Typescript: Scope of this is lost when passing a member function to setInterval

Created on 11 Aug 2016  ·  8Comments  ·  Source: microsoft/TypeScript

TypeScript Version: 1.8.10

When passing a member function to setInterval, the scope of 'this' is lost within the callback, though the structure of the code (given experience of any object orientated language) indicates it shouldn't be.

Example code

export class SetIntervalTest {
  private someNumber: number = 1;

  trigger() {
      setInterval(this.setIntervalCallback, 400);
  }

  private setIntervalCallback() {
      console.log(this.someNumber);
  }
}  

Expected behavior
When console.log(this.someNumber); is called, the scope of this is within the scope of the SetIntervalTest interval instance, printing '1'.

Actual behavior:
The scope of this is pulled from global scope, resulting in this.someNumber being 'undefined'. If that isn't possible, the compiler should indicate the expected behaviour is not what you're going to get.

To fix this i need to change 'setInterval(this.setIntervalCallback, 400);' to 'setInterval(() => this.setIntervalCallback(), 400);' so 'this' is correctly scoped in the callback.
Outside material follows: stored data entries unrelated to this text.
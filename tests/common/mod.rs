#![allow(dead_code)]

use std::collections::HashMap;
use std::sync::Mutex;
use std::time::Duration;

use async_trait::async_trait;
use ollamabench_rs::{Completion, FailureKind, InferenceClient, InferenceError};
use tokio::time::Instant;

pub fn strings(values: &[&str]) -> Vec<String> {
    values.iter().map(|value| value.to_string()).collect()
}

pub fn assert_close(actual: Duration, expected: Duration) {
    let diff = actual.as_secs_f64() - expected.as_secs_f64();
    assert!(
        diff.abs() < 0.01,
        "elapsed {:?}, expected about {:?}",
        actual,
        expected
    );
}

#[derive(Clone, Debug)]
pub struct CallRecord {
    pub model: String,
    pub prompt: String,
    pub started: Instant,
    pub finished: Instant,
}

#[derive(Default)]
struct InFlight {
    total: usize,
    max_total: usize,
    per_model: HashMap<String, usize>,
    max_per_model: HashMap<String, usize>,
}

/// Scriptable inference capability: sleeps for a configured delay, then
/// answers with fixed token counts or a configured failure.
pub struct MockClient {
    default_delay: Duration,
    delays: HashMap<(String, String), Duration>,
    failures: HashMap<(String, String), FailureKind>,
    panics: Vec<(String, String)>,
    prompt_tokens: u64,
    response_tokens: u64,
    calls: Mutex<Vec<CallRecord>>,
    in_flight: Mutex<InFlight>,
}

impl MockClient {
    pub fn new(default_delay: Duration, prompt_tokens: u64, response_tokens: u64) -> Self {
        Self {
            default_delay,
            delays: HashMap::new(),
            failures: HashMap::new(),
            panics: Vec::new(),
            prompt_tokens,
            response_tokens,
            calls: Mutex::new(Vec::new()),
            in_flight: Mutex::new(InFlight::default()),
        }
    }

    pub fn with_delay(mut self, model: &str, prompt: &str, delay: Duration) -> Self {
        self.delays
            .insert((model.to_string(), prompt.to_string()), delay);
        self
    }

    pub fn with_failure(mut self, model: &str, prompt: &str, kind: FailureKind) -> Self {
        self.failures
            .insert((model.to_string(), prompt.to_string()), kind);
        self
    }

    pub fn with_panic(mut self, model: &str, prompt: &str) -> Self {
        self.panics.push((model.to_string(), prompt.to_string()));
        self
    }

    /// Every call seen so far, ordered by start time.
    pub fn calls(&self) -> Vec<CallRecord> {
        let mut calls = self.calls.lock().unwrap().clone();
        calls.sort_by_key(|call| call.started);
        calls
    }

    pub fn max_in_flight(&self) -> usize {
        self.in_flight.lock().unwrap().max_total
    }

    pub fn max_in_flight_for(&self, model: &str) -> usize {
        self.in_flight
            .lock()
            .unwrap()
            .max_per_model
            .get(model)
            .copied()
            .unwrap_or(0)
    }

    fn enter(&self, model: &str) {
        let mut state = self.in_flight.lock().unwrap();
        state.total += 1;
        state.max_total = state.max_total.max(state.total);
        let current = {
            let count = state.per_model.entry(model.to_string()).or_insert(0);
            *count += 1;
            *count
        };
        let max = state.max_per_model.entry(model.to_string()).or_insert(0);
        *max = (*max).max(current);
    }

    fn leave(&self, model: &str) {
        let mut state = self.in_flight.lock().unwrap();
        state.total -= 1;
        if let Some(count) = state.per_model.get_mut(model) {
            *count -= 1;
        }
    }
}

/// Records the call when it finishes or is abandoned by a timeout.
struct CallGuard<'a> {
    client: &'a MockClient,
    model: String,
    prompt: String,
    started: Instant,
}

impl Drop for CallGuard<'_> {
    fn drop(&mut self) {
        self.client.leave(&self.model);
        self.client.calls.lock().unwrap().push(CallRecord {
            model: self.model.clone(),
            prompt: self.prompt.clone(),
            started: self.started,
            finished: Instant::now(),
        });
    }
}

#[async_trait]
impl InferenceClient for MockClient {
    async fn infer(
        &self,
        model: &str,
        prompt: &str,
        _timeout: Duration,
    ) -> Result<Completion, InferenceError> {
        self.enter(model);
        let _guard = CallGuard {
            client: self,
            model: model.to_string(),
            prompt: prompt.to_string(),
            started: Instant::now(),
        };

        let key = (model.to_string(), prompt.to_string());
        let delay = self.delays.get(&key).copied().unwrap_or(self.default_delay);
        tokio::time::sleep(delay).await;

        if self.panics.contains(&key) {
            panic!("scripted panic for {}", model);
        }

        if let Some(kind) = self.failures.get(&key) {
            let message = format!("scripted failure for {}", model);
            return Err(match kind {
                FailureKind::Timeout => InferenceError::Timeout(message),
                FailureKind::Connection => InferenceError::Connection(message),
                FailureKind::Protocol => InferenceError::Protocol(message),
                FailureKind::Unknown => InferenceError::Unknown(message),
            });
        }

        Ok(Completion {
            prompt_tokens: Some(self.prompt_tokens),
            response_tokens: Some(self.response_tokens),
            text: format!("{} says hello to {}", model, prompt),
        })
    }
}
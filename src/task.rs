/// One (model, prompt) pairing scheduled for exactly one inference attempt.
#[derive(Clone, Debug, PartialEq, Eq)]
pub struct TaskUnit {
    pub model: String,
    pub prompt: String,
}

/// Expands the cross-product in report order: models outer, prompts inner.
pub fn expand_tasks(models: &[String], prompts: &[String]) -> Vec<TaskUnit> {
    models
        .iter()
        .flat_map(|model| {
            prompts.iter().map(move |prompt| TaskUnit {
                model: model.clone(),
                prompt: prompt.clone(),
            })
        })
        .collect()
}
use std::fmt;
use std::str::FromStr;
use std::time::Duration;

use anyhow::{anyhow, Result};
use serde::{Serialize, Serializer};

/// How the concurrency limit is pooled across models.
#[derive(Clone, Copy, Debug, PartialEq, Eq, Serialize)]
#[serde(rename_all = "kebab-case")]
pub enum ConcurrencyMode {
    /// Each model's prompts form one bounded batch; batches run one model after another.
    PerModel,
    /// Every task of every model shares a single bounded pool.
    Global,
}

impl fmt::Display for ConcurrencyMode {
    fn fmt(&self, f: &mut fmt::Formatter<'_>) -> fmt::Result {
        match self {
            ConcurrencyMode::PerModel => f.write_str("per-model"),
            ConcurrencyMode::Global => f.write_str("global"),
        }
    }
}

impl FromStr for ConcurrencyMode {
    type Err = String;

    fn from_str(value: &str) -> std::result::Result<Self, Self::Err> {
        match value.trim().to_ascii_lowercase().as_str() {
            "per-model" | "per_model" | "permodel" => Ok(ConcurrencyMode::PerModel),
            "global" => Ok(ConcurrencyMode::Global),
            other => Err(format!(
                "unknown concurrency mode '{}' (expected per-model or global)",
                other
            )),
        }
    }
}

/// Which results survive into the emitted report.
#[derive(Clone, Copy, Debug, Default, PartialEq, Eq, Serialize)]
#[serde(rename_all = "lowercase")]
pub enum ErrorFilter {
    #[default]
    None,
    /// Drop failed tasks.
    Exclude,
    /// Keep only failed tasks.
    Only,
}

/// Snapshot of everything a benchmark run was asked to do.
///
/// Built once before scheduling and never mutated afterwards; the report
/// carries it verbatim.
#[derive(Clone, Debug, Serialize)]
pub struct RunConfig {
    pub prompts: Vec<String>,
    pub models: Vec<String>,
    pub concurrency: usize,
    pub concurrency_mode: ConcurrencyMode,
    #[serde(serialize_with = "serialize_secs")]
    pub timeout: Duration,
    pub response_included: bool,
    pub error_filter: ErrorFilter,
}

impl RunConfig {
    pub fn try_new(
        prompts: Vec<String>,
        models: Vec<String>,
        concurrency: usize,
        concurrency_mode: ConcurrencyMode,
        timeout: Duration,
    ) -> Result<Self> {
        if prompts.is_empty() {
            return Err(anyhow!("at least one prompt is required"));
        }
        if models.is_empty() {
            return Err(anyhow!("at least one model is required"));
        }
        if concurrency == 0 {
            return Err(anyhow!("concurrency must be greater than zero"));
        }
        if timeout.is_zero() {
            return Err(anyhow!("timeout must be greater than zero"));
        }

        Ok(Self {
            prompts,
            models,
            concurrency,
            concurrency_mode,
            timeout,
            response_included: false,
            error_filter: ErrorFilter::None,
        })
    }

    pub fn with_response(mut self, response_included: bool) -> Self {
        self.response_included = response_included;
        self
    }

    pub fn with_error_filter(mut self, error_filter: ErrorFilter) -> Self {
        self.error_filter = error_filter;
        self
    }

    /// Number of tasks a completed run must account for.
    pub fn planned_tasks(&self) -> usize {
        self.prompts.len() * self.models.len()
    }
}

pub(crate) fn serialize_secs<S>(
    value: &Duration,
    serializer: S,
) -> std::result::Result<S::Ok, S::Error>
where
    S: Serializer,
{
    serializer.serialize_f64(value.as_secs_f64())
}

#[cfg(test)]
mod tests {
    use super::*;

    fn strings(values: &[&str]) -> Vec<String> {
        values.iter().map(|value| value.to_string()).collect()
    }

    #[test]
    fn rejects_degenerate_inputs() {
        let timeout = Duration::from_secs(5);
        let mode = ConcurrencyMode::Global;

        assert!(RunConfig::try_new(vec![], strings(&["m1"]), 1, mode, timeout).is_err());
        assert!(RunConfig::try_new(strings(&["p"]), vec![], 1, mode, timeout).is_err());
        assert!(RunConfig::try_new(strings(&["p"]), strings(&["m1"]), 0, mode, timeout).is_err());
        assert!(
            RunConfig::try_new(strings(&["p"]), strings(&["m1"]), 1, mode, Duration::ZERO)
                .is_err()
        );
    }

    #[test]
    fn planned_tasks_is_cross_product() {
        let config = RunConfig::try_new(
            strings(&["p1", "p2", "p3"]),
            strings(&["m1", "m2"]),
            4,
            ConcurrencyMode::PerModel,
            Duration::from_secs(1),
        )
        .unwrap();
        assert_eq!(config.planned_tasks(), 6);
        assert!(!config.response_included);
        assert_eq!(config.error_filter, ErrorFilter::None);
    }

    #[test]
    fn parses_concurrency_mode() {
        assert_eq!("per-model".parse(), Ok(ConcurrencyMode::PerModel));
        assert_eq!("GLOBAL".parse(), Ok(ConcurrencyMode::Global));
        assert!("round-robin".parse::<ConcurrencyMode>().is_err());
        assert_eq!(ConcurrencyMode::PerModel.to_string(), "per-model");
    }

    #[test]
    fn serializes_timeout_as_seconds() {
        let config = RunConfig::try_new(
            strings(&["p"]),
            strings(&["m"]),
            1,
            ConcurrencyMode::Global,
            Duration::from_millis(2500),
        )
        .unwrap()
        .with_error_filter(ErrorFilter::Only);

        let value = serde_json::to_value(&config).unwrap();
        assert_eq!(value["timeout"], 2.5);
        assert_eq!(value["concurrency_mode"], "global");
        assert_eq!(value["error_filter"], "only");
    }
}
mod client;
mod config;
mod error;
mod invoker;
mod metrics;
mod model;
mod ollama;
mod report;
mod runner;
mod task;

pub use client::{Completion, InferenceClient};
pub use config::{ConcurrencyMode, ErrorFilter, RunConfig};
pub use error::{FailureInfo, FailureKind, InferenceError};
pub use invoker::{invoke, RawOutcome};
pub use metrics::{compute_metrics, Metrics};
pub use model::{select_models, ModelInfo};
pub use ollama::{OllamaClient, OllamaConfig, DEFAULT_HOST};
pub use report::{ModelSummary, RunReport, RunSummary, TaskOutcome, TaskResult, TaskStatus};
pub use runner::run_benchmark;
pub use task::{expand_tasks, TaskUnit};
lib.d.ts Suggestion good first issue help wanted

Most helpful comment

See "something about this" in https://github.com/Microsoft/TypeScript/wiki/FAQ#common-feature-requests

You can have the "correct" code generated by using an arrow function:

    private setIntervalCallback = () => {
      console.log(this.someNumber);
    };

All 8 comments

https://github.com/Microsoft/TypeScript/wiki/FAQ#why-does-this-get-orphaned-in-my-instance-methods

Thanks @RyanCavanaugh, still should be either caught at the compile stage (which is possible if it's expected behaviour) and flagged as a warning, or the generated JS structured should generate the obvious intent.

See "something about this" in https://github.com/Microsoft/TypeScript/wiki/FAQ#common-feature-requests

You can have the "correct" code generated by using an arrow function:

    private setIntervalCallback = () => {
      console.log(this.someNumber);
    };

Also, note that this behaviour is consistent with the ES6 runtime behaviour. Methods are not statically bound to the instance.

There are two parts to get this working correctelly:

  1. change the definition in lib.d.ts to include this: void:
declare function setInterval(handler: (this: void, ...args: any[]) => void, timeout: number): number;
  1. make methods have this type by default, this is tracked by https://github.com/Microsoft/TypeScript/issues/10288, to work around this the definition of the method can be private setIntervalCallback(this: this) { ... }. with both these changes in you would see the error as desired.

I would say the change to the library should be done either ways.

I think here TypeScript should keep the same semantics just as ES6, but not force it bound by default.

@leewinder ,

setInterval(()=>this.setIntervalCallback(), 400);

should be just working fine so that the callback can see this.